Brink Lindsey reads Arthur Brooks’ new book and gives it a thumbs down.
Figuring out how to restore growth and how to construct an effective but affordable safety net, are questions for debate, analysis, and democratic decision-making. My answers to those questions may differ from yours, but dividing up into warring tribes and demonizing each other aren’t the ways to figure out who’s right.
When Brink says his answers “may differ from yours,” he is referring to liberal readers, not to Brooks. Remember that Brink’s goal is a fusionism of the left, which he calls liberaltarianism. Brooks is pushing something that looks more like a fusion between the AEI and the Tea Party.
Both projects have problems. I think that the most important phenomenon of our times is that we are living in a Hayekian moment. The specialization, flow, and spread of knowledge are taking place at a breathtaking pace. Large organizations, both public and private, are relatively less well adapted to this environment.
The response on the left has been to ignore the implications of the decentralization of knowledge. Instead, they are regressing to some 1930’s Progressive fantasy, in which the answer to every problem is to give wise technocrats the authority of government power. The denizens of the Ruling Class cling tightly to the ideology that keeps them in power, and I do not think there is anything that Lindsey can say that will convince them otherwise.
As for the Tea Party, one can hope that they turn out to be “folk Hayekians,” with an intuitive distrust of central planning and confidence in free enterprise and civil society. But there are scenarios in which their influence could prove disastrous. On the issue of limited government, they may prove too weak to effect change but strong enough to cause the Ruling Class to unify in opposition–the left might veto any reform of Social Security in order to avoid being seen as making concessions to the Tea Party. Or the Tea Party may be bought off by an immigration crackdown, leaving other big government policies in place.
Anyway, when a major figure at Cato is attempting to warn a major figure at AEI to moderate his tone, you have to say we are living in interesting times.
READER COMMENTS
John Scott
Jul 4 2010 at 11:36am
You say, “the left might veto any reform of Social Security in order to avoid being seen as making concessions to the Tea Party.”
Are you referring to the SS reform that the public has clamoring for during the last few decades? Are you saying that the left might smash the building tidal wave of support for reform in order to avoid making concessions to the Tea Party?

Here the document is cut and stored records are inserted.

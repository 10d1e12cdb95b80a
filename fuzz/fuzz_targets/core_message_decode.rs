//! Fuzz target for protocol envelope decoding
//!
//! Feeds arbitrary bytes through the same path a device uses for received
//! traffic, then through every protocol's message decoder.
//!
//! # Invariants
//!
//! - Decoding never panics, whatever the channel
//! - An accepted envelope survives a re-encode unchanged

#![no_main]

use arbitrary::Arbitrary;
use libfuzzer_sys::fuzz_target;
use sealink_core::{
    ChannelInfo, CoreMessage, RemoteDevice, protocols::channel_creation::ChannelCreationMessage,
};
use sealink_crypto::SigningKeyPair;
use sealink_encoding::{DecodeLimits, Uid};

#[derive(Debug, Arbitrary)]
enum FuzzChannel {
    Local,
    Asymmetric,
    Oblivious,
}

#[derive(Debug, Arbitrary)]
struct Input {
    channel: FuzzChannel,
    bytes: Vec<u8>,
}

fuzz_target!(|input: Input| {
    let channel = match input.channel {
        FuzzChannel::Local => ChannelInfo::Local,
        FuzzChannel::Asymmetric => ChannelInfo::AsymmetricChannel,
        FuzzChannel::Oblivious => ChannelInfo::ObliviousChannel {
            remote: RemoteDevice::new(
                SigningKeyPair::from_seed(&[7; 32]).verification_key(),
                Uid::from_bytes([9; 32]),
            ),
        },
    };

    let limits = DecodeLimits::default();
    let Ok(message) = CoreMessage::from_received_bytes(&input.bytes, channel.clone(), &limits) else {
        return;
    };

    let again = CoreMessage::received(&message.to_wire(), channel)
        .expect("re-encoded envelope must decode");
    assert_eq!(again, message);

    let _ = message.decode_message::<ChannelCreationMessage>();
});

With love, I propose that you have inadvertently built a straw man. No one has been able to mobilize a significant bloc of support for SS reform. If the Tea Party puts SS reform on the agenda in a significant way, they will be the first.
fundamentalist
Jul 5 2010 at 12:37pm
Sarah Palin said on Fox TV yesterday that we need better regulation of the oil industry in order to prevent crises like the oil spill in the Gulf, and she is a “leader” of the tea partiers. I don’t see that much difference between the tea partiers and the tequila partiers. The tea partiers simply lust for state power in order to achieve their own ends.
The tea partiers remind me of the Reagan “revolution” of the early 1980’s. The Republican party promises us smaller government back then, too. Every year we voted for smaller government, yet it grew larger every year under Republican and Democrat leadership. The only difference I can see between the parties is their talk. Republicans proclaim their love for limited government, but always enlarge the state in many ways. At least Democrats are honest.